Jonathan Rowe has provided a couple of interesting discussions (one, two) regarding the founding of the United States and the problem of slavery. Even so, a couple statements seem problematic and pursuing them might be valuable as a defense:
And Christianity, properly understood, is entirely compatible chattel slavery and demands believers submit to government period, even if it said government is a pagan tyranny as was Nero’s, arguably the ruler Paul told believers to submit to in Romans 13.
Chattel Slavery presents a damned if you do damned if you don’t dilemma for the Christian Nation thesis.

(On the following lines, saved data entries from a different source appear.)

//! Translation of a [`TaskSpec`] into a [`LaunchConfig`].
//!
//! Configuration is a fixed, ordered table of steps. Each step inspects one
//! attribute of the task and, when it is present, writes fields no other step
//! writes. Only `host.binds` is shared, and it is append-only. No step fails:
//! values that cannot be expressed are skipped with a warning.
//!
//! The network step is the only one with side effects. It may borrow a pool
//! container or a named network, and the grant is handed back in
//! [`Configured::grants`] for the cookie to release.

use {
    berth_config::DriverConfig,
    tracing::{debug, error, warn},
};

use crate::{
    image::ImageRef,
    launch::{LaunchConfig, LogConfig, NetworkMode, Ulimit},
    pool::{Grants, NetworkAllocator, PoolAllocator},
    task::TaskSpec,
};

/// Numeric uid:gid containers run as unless the driver disables it.
pub const UNPRIVILEGED_USER: &str = "1000:1000";

pub const CLASSIFIER_LABEL: &str = "berth.agent.classifier";
pub const INSTANCE_LABEL: &str = "berth.agent.instance";

/// CFS period in microseconds. Quota is milli-CPUs x 100 within it.
const CPU_PERIOD_US: i64 = 100_000;

type Step = fn(&mut Configurator<'_>, &mut LaunchConfig);

/// Configuration steps, in the order they run.
const STEPS: &[(&str, Step)] = &[
    ("image", configure_image),
    ("labels", configure_labels),
    ("logger", configure_logger),
    ("memory", configure_memory),
    ("fs_size", configure_fs_size),
    ("pids", configure_pids),
    ("ulimits", configure_ulimits),
    ("tmpfs", configure_tmpfs),
    ("rootfs", configure_rootfs),
    ("iofs", configure_iofs),
    ("volumes", configure_volumes),
    ("cpu", configure_cpu),
    ("workdir", configure_workdir),
    ("network", configure_network),
    ("hostname", configure_hostname),
    ("cmd", configure_cmd),
    ("env", configure_env),
    ("security", configure_security),
];

/// Output of a configuration run.
#[derive(Debug, Clone)]
pub struct Configured {
    pub launch: LaunchConfig,
    pub image_ref: ImageRef,
    pub grants: Grants,
}

/// Borrowed inputs for one configuration run.
pub struct Configurator<'a> {
    task: &'a TaskSpec,
    config: &'a DriverConfig,
    hostname: &'a str,
    instance_id: &'a str,
    pool: Option<&'a dyn PoolAllocator>,
    networks: Option<&'a dyn NetworkAllocator>,
    image_ref: ImageRef,
    grants: Grants,
}

impl<'a> Configurator<'a> {
    pub fn new(
        task: &'a TaskSpec,
        config: &'a DriverConfig,
        hostname: &'a str,
        instance_id: &'a str,
    ) -> Self {
        Self {
            task,
            config,
            hostname,
            instance_id,
            pool: None,
            networks: None,
            image_ref: ImageRef::default(),
            grants: Grants::default(),
        }
    }

    #[must_use]
    pub fn with_pool(mut self, pool: Option<&'a dyn PoolAllocator>) -> Self {
        self.pool = pool;
        self
    }

    #[must_use]
    pub fn with_networks(mut self, networks: Option<&'a dyn NetworkAllocator>) -> Self {
        self.networks = networks;
        self
    }

    /// Run every step over a fresh config.
    pub fn build(mut self) -> Configured {
        let mut launch = LaunchConfig::new(self.task.image.clone());
        for (name, step) in STEPS {
            debug!(call_id = %self.task.id, step = *name, "configuring");
            step(&mut self, &mut launch);
        }
        Configured {
            launch,
            image_ref: self.image_ref,
            grants: self.grants,
        }
    }

    fn call_id(&self) -> &str {
        &self.task.id
    }

    fn read_only_root(&self) -> bool {
        self.config.enable_read_only_root_fs || self.task.read_only_root
    }
}

fn configure_image(c: &mut Configurator<'_>, _launch: &mut LaunchConfig) {
    c.image_ref = ImageRef::parse(&c.task.image);
}

fn configure_labels(c: &mut Configurator<'_>, launch: &mut LaunchConfig) {
    let Some(tag) = c
        .config
        .container_label_tag
        .as_deref()
        .filter(|t| !t.is_empty())
    else {
        return;
    };
    let labels = &mut launch.process.labels;
    labels.insert(CLASSIFIER_LABEL.into(), tag.into());
    labels.insert(INSTANCE_LABEL.into(), c.instance_id.into());
}

fn configure_logger(c: &mut Configurator<'_>, launch: &mut LaunchConfig) {
    let logger = &c.task.logger;
    if logger.url.is_empty() {
        launch.host.log_config = Some(LogConfig::none());
        return;
    }

    let mut log = LogConfig {
        kind: "syslog".into(),
        ..Default::default()
    };
    log.config.insert("syslog-address".into(), logger.url.clone());
    log.config.insert("syslog-facility".into(), "user".into());
    log.config.insert("syslog-format".into(), "rfc5424".into());

    let tags: Vec<String> = logger
        .tags
        .iter()
        .map(|t| format!("{}={}", t.name, t.value))
        .collect();
    if !tags.is_empty() {
        log.config.insert("tag".into(), tags.join(","));
    }
    launch.host.log_config = Some(log);
}

fn configure_memory(c: &mut Configurator<'_>, launch: &mut LaunchConfig) {
    if c.task.memory == 0 {
        return;
    }
    let Ok(mem) = i64::try_from(c.task.memory) else {
        warn!(call_id = c.call_id(), memory = c.task.memory, "memory limit too big (ignored)");
        return;
    };
    let host = &mut launch.host;
    host.memory = Some(mem);
    // Equal to memory: no swap on top.
    host.memory_swap = Some(mem);
    host.kernel_memory = Some(mem);
    host.memory_swappiness = Some(0);
}

fn configure_fs_size(c: &mut Configurator<'_>, launch: &mut LaunchConfig) {
    if c.task.fs_size == 0 {
        return;
    }
    let opt = format!("{}M", c.task.fs_size);
    debug!(call_id = c.call_id(), size = %opt, "setting storage option");
    launch.host.storage_opt.insert("size".into(), opt);
}

fn configure_pids(c: &mut Configurator<'_>, launch: &mut LaunchConfig) {
    if c.task.pids == 0 {
        return;
    }
    match i64::try_from(c.task.pids) {
        Ok(pids) => {
            debug!(call_id = c.call_id(), pids, "setting PIDs");
            launch.host.pids_limit = Some(pids);
        },
        Err(_) => warn!(call_id = c.call_id(), pids = c.task.pids, "pids limit too big (ignored)"),
    }
}

fn configure_ulimits(c: &mut Configurator<'_>, launch: &mut LaunchConfig) {
    let limits = [
        ("nofile", c.task.open_files),
        ("memlock", c.task.locked_memory),
        ("sigpending", c.task.pending_signals),
        ("msgqueue", c.task.message_queue),
    ];
    for (name, value) in limits {
        let Some(value) = value else {
            continue;
        };
        let Ok(limit) = i64::try_from(value) else {
            warn!(
                call_id = c.call_id(),
                ulimit_name = name,
                ulimit_value = value,
                "ulimit value too big (ulimit ignored)"
            );
            continue;
        };
        debug!(call_id = c.call_id(), ulimit_name = name, ulimit_value = limit, "setting ulimit");
        launch.host.ulimits.push(Ulimit {
            name: name.into(),
            soft: limit,
            hard: limit,
        });
    }
}

fn configure_tmpfs(c: &mut Configurator<'_>, launch: &mut LaunchConfig) {
    // A writable root with no size limit needs no tmpfs at all.
    let size = c.task.tmpfs_size;
    if size == 0 && !c.read_only_root() {
        return;
    }

    let options = match (size, c.config.max_tmpfs_inodes) {
        (0, _) => String::new(),
        (size, 0) => format!("size={size}m"),
        (size, inodes) => format!("size={size}m,nr_inodes={inodes}"),
    };
    debug!(call_id = c.call_id(), target = "/tmp", options = %options, "setting tmpfs");
    launch.host.tmpfs.insert("/tmp".into(), options);
}

fn configure_rootfs(c: &mut Configurator<'_>, launch: &mut LaunchConfig) {
    if c.read_only_root() {
        launch.host.readonly_rootfs = true;
    }
}

fn configure_iofs(c: &mut Configurator<'_>, launch: &mut LaunchConfig) {
    let Some(socket) = c.task.socket.as_ref().filter(|s| !s.host_path.is_empty()) else {
        return;
    };
    let bind = format!("{}:{}", socket.host_path, socket.container_path);
    debug!(call_id = c.call_id(), bind = %bind, "setting bind");
    launch.host.binds.push(bind);
}

fn configure_volumes(c: &mut Configurator<'_>, launch: &mut LaunchConfig) {
    for mapping in &c.task.volumes {
        launch
            .process
            .volumes
            .insert(mapping.container_dir.clone());
        let bind = format!("{}:{}", mapping.host_dir, mapping.container_dir);
        debug!(call_id = c.call_id(), volumes = %bind, "setting volumes");
        launch.host.binds.push(bind);
    }
}

fn configure_cpu(c: &mut Configurator<'_>, launch: &mut LaunchConfig) {
    if c.task.cpus == 0 {
        return;
    }
    let Some(quota) = c
        .task
        .cpus
        .checked_mul(100)
        .and_then(|q| i64::try_from(q).ok())
    else {
        warn!(call_id = c.call_id(), cpus = c.task.cpus, "cpu request too big (ignored)");
        return;
    };
    debug!(call_id = c.call_id(), quota, period = CPU_PERIOD_US, "setting CPU");
    launch.host.cpu_quota = Some(quota);
    launch.host.cpu_period = Some(CPU_PERIOD_US);
}

fn configure_workdir(c: &mut Configurator<'_>, launch: &mut LaunchConfig) {
    if c.task.working_dir.is_empty() {
        return;
    }
    debug!(call_id = c.call_id(), wd = %c.task.working_dir, "setting work dir");
    launch.process.working_dir = Some(c.task.working_dir.clone());
}

fn configure_network(c: &mut Configurator<'_>, launch: &mut LaunchConfig) {
    if launch.host.network_mode.is_some() {
        return;
    }

    if c.task.disable_net {
        launch.host.network_mode = Some(NetworkMode::Disabled);
        return;
    }

    if let Some(pool) = c.pool {
        match pool.alloc_pool_id() {
            Ok(id) if !id.is_empty() => {
                launch.host.network_mode = Some(NetworkMode::Container(id.clone()));
                c.grants.pool_id = Some(id);
                return;
            },
            Ok(_) => {},
            Err(e) => {
                error!(call_id = c.call_id(), error = %e, "could not fetch pre-fork pool container");
            },
        }
    }

    if let Some(id) = c
        .networks
        .and_then(|n| n.alloc_network())
        .filter(|id| !id.is_empty())
    {
        launch.host.network_mode = Some(NetworkMode::Named(id.clone()));
        c.grants.network_id = Some(id);
    }
}

fn configure_hostname(c: &mut Configurator<'_>, launch: &mut LaunchConfig) {
    // The runtime rejects a hostname alongside a custom network mode.
    if launch.host.network_mode.is_some() {
        return;
    }
    debug!(call_id = c.call_id(), hostname = c.hostname, "setting hostname");
    launch.process.hostname = Some(c.hostname.into());
}

fn configure_cmd(c: &mut Configurator<'_>, launch: &mut LaunchConfig) {
    let cmd: Vec<String> = c
        .task
        .command
        .split_whitespace()
        .map(String::from)
        .collect();
    if cmd.is_empty() {
        return;
    }
    debug!(call_id = c.call_id(), cmd = ?cmd, len = cmd.len(), "container command");
    launch.process.cmd = cmd;
}

fn configure_env(c: &mut Configurator<'_>, launch: &mut LaunchConfig) {
    launch.process.env.extend(
        c.task
            .env
            .iter()
            .map(|(name, value)| format!("{name}={value}")),
    );
}

fn configure_security(c: &mut Configurator<'_>, launch: &mut LaunchConfig) {
    if c.config.disable_unprivileged_containers {
        return;
    }
    launch.process.user = Some(UNPRIVILEGED_USER.into());
    launch.host.cap_drop = vec!["all".into()];
    launch.host.security_opt = vec!["no-new-privileges:true".into()];
    debug!(
        call_id = c.call_id(),
        user = UNPRIVILEGED_USER,
        cap_drop = ?launch.host.cap_drop,
        security_opt = ?launch.host.security_opt,
        "setting security"
    );
}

I’ve read the texts that deal with slavery in the Bible and I have concluded that the Bible does not abolish chattel slavery. When confronted with proof-texts like Colossians 3:22 “Slaves, obey your earthly masters in everything; and do it, not only when their eye is on you and to win their favor, but with sincerity of heart and reverence for the Lord.” I am unconvinced by the responses that such really wasn’t chattel slavery, but something else. They strike me as “weasel out” responses.
And Colossians 3:22 isn’t the only place the Bible seems to indicate it’s “okay” with slavery. I don’t read the Bible as commanding slavery. But rather, not abolishing it, that is permitting it.
The anti-liberationist view of orthodox Christianity does provide a rational response. Look, life is a vapor and what matters is where you spend eternity. If you are a slave and a Christian and your master is unsaved, in terms of cosmic reality, you are in a FAR better position than him.
The anti-slavery biblical position strikes me as a liberationist reading of the Bible. And I see biblical liberationism using more of a “loose” hermeneutic (that is, not the proof texting, the Bible is the inerrant infallible Word of God hermeneutic).
But what is “proof-texting”? If it is the religious equivalent of “quote mining” then one might suggest that finding select founding documents to make a singular point amounts to the same things. If it is taking material out of context, then establishing a contextual argument is necessary to evidence a fallacy. Historicism will not advance the argument.
Now, I do believe that he made a valuable point that Christianity was, at this time and in this nation, not wholly consistent on the matter of slavery. But let’s not forget the Missouri’s admission was a compromise with Maine’s admission (and, for those who care, that is why Oklahoma has a panhandle). And was the Constitutional question whether slavery was guaranteed in the Constitution, or whether it was not prohibited by it? (I think that question is answered by both the Missouri Compromise and the 3/5 ruling, as well as much, much more — slavery could be prohibited.) Slavery was danced around for a long time, but the problem was not merely that of the Christian (then or now), but for the liberal as well. (Was it to be Life, Liberty and the Pursuit of Happiness or was it to be Life, Liberty, and Property?) The result seems to be thus: Even the secular nationalist will have the same problem. Shall we not more properly conclude liberalism alone could not resolve the slavery issue without a partnership with Christianity?
This brings up an issue (a tangent, and not a part of Rowe’s conversation) that is pertinent to today’s situation. It is a part of popular discourse to class anyone who rejects “liberalism” necessarily takes the position of supporting the class constructs that liberalism opposes (to varying degrees). So we are called racists if we disagree with the methodology used by today’s popular left. We are called bigots if we oppose the elimination of marriage elitism and refuse to let a select group redefine our private social constructs. These arguments are always, and I think that conclusion is easily maintained, on the false dilemma of only two choices. For us the challenge is not clarify that Christianity is neither conservative nor liberal. I don’t know that this will stop the nonsense arguments, but at least it counters them intelligently.